◆ Problem to work on:
Please write out exactly the lines of the data below from the line holding "#[derive(Debug, Clone, Default)]" through the line holding "if amount == 0", and leave out the rest.

(Data extracted from a collection)
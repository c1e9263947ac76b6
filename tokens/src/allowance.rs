//! # Allowances
//!
//! Delegated spending limits keyed by `(owner, spender)`. The unit depends on
//! the token: the rebasing token approves value, the vault token approves
//! shares. An allowance of `u64::MAX` is unlimited and never decremented.

use serde::{Deserialize, Serialize};
use shareledger_core::Address;
use std::collections::HashMap;
use thiserror::Error;

/// Allowance value that [`Allowances::spend`] never decrements.
pub const UNLIMITED_ALLOWANCE: u64 = u64::MAX;

/// Errors raised by allowance bookkeeping.
#[derive(Debug, Clone, PartialEq, Eq, Error)]
pub enum AllowanceError {
    /// Owner or spender is the null address.
    #[error("allowance owner and spender must be non-zero addresses")]
    ZeroAddress,

    /// The spender's allowance does not cover the amount.
    #[error("insufficient allowance: {spender} may spend {allowance} of {owner}'s, requested {requested}")]
    Insufficient {
        /// Account whose balance is being spent.
        owner: Address,
        /// Account doing the spending.
        spender: Address,
        /// Current allowance.
        allowance: u64,
        /// Amount the spender tried to use.
        requested: u64,
    },
}

/// Allowance table for one token.
#[derive(Debug, Clone, Default)]
pub struct Allowances {
    entries: HashMap<(Address, Address), u64>,
}

impl Allowances {
    pub fn new() -> Self {
        Self::default()
    }

    /// Sets the allowance of `spender` over `owner`'s balance to `amount`,
    /// replacing any previous value. Zero clears the entry.
    pub fn approve(
        &mut self,
        owner: &Address,
        spender: &Address,
        amount: u64,
    ) -> Result<(), AllowanceError> {
        if owner.is_zero() || spender.is_zero() {
            return Err(AllowanceError::ZeroAddress);
        }
        if amount == 0 {
            self.entries.remove(&(*owner, *spender));
        } else {
            self.entries.insert((*owner, *spender), amount);
        }
        Ok(())
    }

    /// Current allowance, 0 if none was granted.
    pub fn allowance(&self, owner: &Address, spender: &Address) -> u64 {
        self.entries
            .get(&(*owner, *spender))
            .copied()
            .unwrap_or(0)
    }

    /// Fails unless `spender` may spend `amount` of `owner`'s balance.
    /// Does not change anything.
    pub fn check(
        &self,
        owner: &Address,
        spender: &Address,
        amount: u64,
    ) -> Result<(), AllowanceError> {
        let allowance = self.allowance(owner, spender);
        if allowance < amount {
            return Err(AllowanceError::Insufficient {
                owner: *owner,
                spender: *spender,
                allowance,
                requested: amount,
            });
        }
        Ok(())
    }

    /// Consumes `amount` of the allowance and returns what is left.
    /// Unlimited allowances are left untouched.
    pub fn spend(
        &mut self,
        owner: &Address,
        spender: &Address,
        amount: u64,
    ) -> Result<u64, AllowanceError> {
        self.check(owner, spender, amount)?;
        let key = (*owner, *spender);
        let Some(current) = self.entries.get_mut(&key) else {
            // Only reachable with amount == 0 and no entry.
            return Ok(0);
        };
        if *current == UNLIMITED_ALLOWANCE {
            return Ok(UNLIMITED_ALLOWANCE);
        }
        *current -= amount;
        let remaining = *current;
        if remaining == 0 {
            self.entries.remove(&key);
        }
        Ok(remaining)
    }

    /// Number of non-zero allowances.
    pub fn len(&self) -> usize {
        self.entries.len()
    }

    pub fn is_empty(&self) -> bool {
        self.entries.is_empty()
    }
}

/// Serialized as a list of `{owner, spender, amount}` records, since JSON
/// object keys cannot be tuples.
#[derive(Serialize, Deserialize)]
struct AllowanceRecord {
    owner: Address,
    spender: Address,
    amount: u64,
}

impl Serialize for Allowances {
    fn serialize<S: serde::Serializer>(&self, serializer: S) -> Result<S::Ok, S::Error> {
        let mut records: Vec<AllowanceRecord> = self
            .entries
            .iter()
            .map(|((owner, spender), amount)| AllowanceRecord {
                owner: *owner,
                spender: *spender,
                amount: *amount,
            })
            .collect();
        records.sort_by(|a, b| (a.owner, a.spender).cmp(&(b.owner, b.spender)));
        records.serialize(serializer)
    }
}

impl<'de> Deserialize<'de> for Allowances {
    fn deserialize<D: serde::Deserializer<'de>>(deserializer: D) -> Result<Self, D::Error> {
        let records = Vec::<AllowanceRecord>::deserialize(deserializer)?;
        let entries = records
            .into_iter()
            .filter(|r| r.amount > 0)
            .map(|r| ((r.owner, r.spender), r.amount))
            .collect();
        Ok(Self { entries })
    }
}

◆ Answer space:
#[derive(Debug, Clone, Default)]
pub struct Allowances {
    entries: HashMap<(Address, Address), u64>,
}

impl Allowances {
    pub fn new() -> Self {
        Self::default()
    }

    /// Sets the allowance of `spender` over `owner`'s balance to `amount`,
    /// replacing any previous value. Zero clears the entry.
    pub fn approve(
        &mut self,
        owner: &Address,
        spender: &Address,
        amount: u64,
    ) -> Result<(), AllowanceError> {
        if owner.is_zero() || spender.is_zero() {
            return Err(AllowanceError::ZeroAddress);
        }
        if amount == 0 {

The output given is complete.